There’s an old saying— even a stopped clock is right twice a day. I’m convinced that there is nobody who is so dense and dopey that s/he is never, ever right about anything.

So if I’m concentrating on why I shouldn’t have to listen to the messenger instead of taking a look at the message, that’s a good sign that I don’t want to take a look at the message because I don’t like it.

For instance, I still know people who can give earnest arguments about why the data about smoking is inconclusive. Is that because they are such deep, objective scientific-minded folks? No, they’re just people who don’t want to quit smoking, so they search for reasons to suspend common sense. They argue with the messenger, not the message.

This kind of advice-resistance is doubly damaging. On the one hand, there’s the obvious damage if the advice you’re ignoring happens to be right. You can argue with the surgeon-general all you want, but it’s very hard to win an argument with lung cancer.

The less obvious damage of this type of advice-resistant behavior is the wear and tear on the human spirit. When everyone who has ever loved you, cared about you, and invested in your life is telling you that the kitchen is on fire, and you insist on turning off the smoke alarms and coming up with reasons that these folks should be ignored, you pay a price in your relationship with them.

Now, sometimes the price is unavoidable. Sometimes you’re the one who sees the fire and it’s your friends and family telling you there’s no reason to bother the fire department.
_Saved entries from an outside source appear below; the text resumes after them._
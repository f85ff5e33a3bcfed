use serde::Serialize;
use std::time::{Duration, Instant};
use url::Url;

/// A relay node to probe
#[derive(Debug, Clone)]
pub struct RelayNode {
    pub region: String,
    pub url: Url,
}

#[derive(Debug, Clone, Serialize)]
pub struct RelayNodeReport {
    pub region: String,
    pub url: String,
    pub healthy: bool,
    pub status_code: Option<u16>,
    pub latency_ms: Option<u64>,
    pub error: Option<String>,
}

#[derive(Debug, Clone, Serialize)]
pub struct RelayReport {
    /// True when every configured node answered with a success status
    pub healthy: bool,
    pub nodes: Vec<RelayNodeReport>,
    pub error: Option<String>,
}

impl RelayReport {
    #[must_use]
    pub fn failed(error: String) -> Self {
        Self {
            healthy: false,
            nodes: Vec::new(),
            error: Some(error),
        }
    }
}

/// Probe all nodes concurrently
pub async fn run(nodes: Vec<RelayNode>, client: reqwest::Client, timeout: Duration) -> RelayReport {
    let probes: Vec<_> = nodes
        .into_iter()
        .map(|node| {
            let client = client.clone();
            let region = node.region.clone();
            let url = node.url.to_string();
            (region, url, tokio::spawn(probe_node(node, client, timeout)))
        })
        .collect();

    let mut reports = Vec::with_capacity(probes.len());
    for (region, url, handle) in probes {
        let report = handle.await.unwrap_or_else(|err| RelayNodeReport {
            region,
            url,
            healthy: false,
            status_code: None,
            latency_ms: None,
            error: Some(format!("probe did not complete: {err}")),
        });
        reports.push(report);
    }

    RelayReport {
        healthy: reports.iter().all(|node| node.healthy),
        nodes: reports,
        error: None,
    }
}

async fn probe_node(node: RelayNode, client: reqwest::Client, timeout: Duration) -> RelayNodeReport {
    let started = Instant::now();
    let result = client.get(node.url.clone()).timeout(timeout).send().await;
    let latency_ms = u64::try_from(started.elapsed().as_millis()).unwrap_or(u64::MAX);

    let mut report = RelayNodeReport {
        region: node.region,
        url: node.url.to_string(),
        healthy: false,
        status_code: None,
        latency_ms: None,
        error: None,
    };

    match result {
        Ok(response) => {
            let status = response.status();
            report.status_code = Some(status.as_u16());
            report.latency_ms = Some(latency_ms);
            if status.is_success() {
                report.healthy = true;
            } else {
                report.error = Some(format!("unexpected status {status}"));
            }
        }
        Err(err) => {
            log::debug!("Relay node {} unreachable: {err}", report.url);
            report.error = Some(err.to_string());
        }
    }

    report
}
// Cryptographic helpers for API key secrets

use sha2::{Digest, Sha256};
use subtle::ConstantTimeEq;

/// Size of a stored secret digest (SHA-256)
pub const SECRET_HASH_SIZE: usize = 32;

/// Hash a plaintext API key secret into the digest stored on the session record
#[must_use]
pub fn hash_secret(secret: &str) -> [u8; SECRET_HASH_SIZE] {
    Sha256::digest(secret.as_bytes()).into()
}

/// Verify a plaintext secret against a stored digest
///
/// The digest comparison goes through `subtle::ConstantTimeEq`, which examines
/// every byte regardless of where the first difference is. A stored digest of
/// the wrong length never matches.
#[must_use]
pub fn verify_secret(secret: &str, stored_hash: &[u8]) -> bool {
    if stored_hash.len() != SECRET_HASH_SIZE {
        return false;
    }

    let computed = hash_secret(secret);
    computed[..].ct_eq(stored_hash).into()
}

#[cfg(test)]
mod tests {
    use super::*;

    #[test]
    fn test_hash_secret_is_deterministic() {
        let first = hash_secret("abcdefghijklmnopqrstuv");
        let second = hash_secret("abcdefghijklmnopqrstuv");
        assert_eq!(first, second);
        assert_ne!(first, hash_secret("abcdefghijklmnopqrstuw"));
    }

    #[test]
    fn test_hash_secret_matches_sha256() {
        // echo -n "secret" | sha256sum
        let digest = hash_secret("secret");
        assert_eq!(digest[0], 0x2b);
        assert_eq!(digest[1], 0xb8);
        assert_eq!(digest[31], 0x5b);
    }

    #[test]
    fn test_verify_secret() {
        let stored = hash_secret("correct-secret");
        assert!(verify_secret("correct-secret", &stored));
        assert!(!verify_secret("wrong-secret", &stored));
        assert!(!verify_secret("", &stored));
    }

    #[test]
    fn test_verify_secret_rejects_truncated_digest() {
        let stored = hash_secret("correct-secret");
        assert!(!verify_secret("correct-secret", &stored[..16]));
        assert!(!verify_secret("correct-secret", &[]));
    }
}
But when you stake your self on believing that they are all ignorant, bad, insensitive, and incapable of appreciating why your house really isn’t aflame, that tends to weaken the bonds between you. “I really love you, you ignorant fool,” just doesn’t read well on a Christmas card.

And then once you’re invested in denying their advice, you drift further and further away from reality. “That’s not smoke,” you declare, gritting your teeth. “It’s a special atmospheric disturbance created by rogue aromatherapy saleswomen. It’s a very small fog bank. It’s the dust from dancing fairies.”

It doesn’t matter if you’re an elected official dealing with constituents, a boss dealing with subordinates, or an average human dealing with people who think of themselves as your friends. It is hard to keep your house well when you are more devoted to proving that your would-be advisors are wrong than to doing whatever the house needs to stay healthy.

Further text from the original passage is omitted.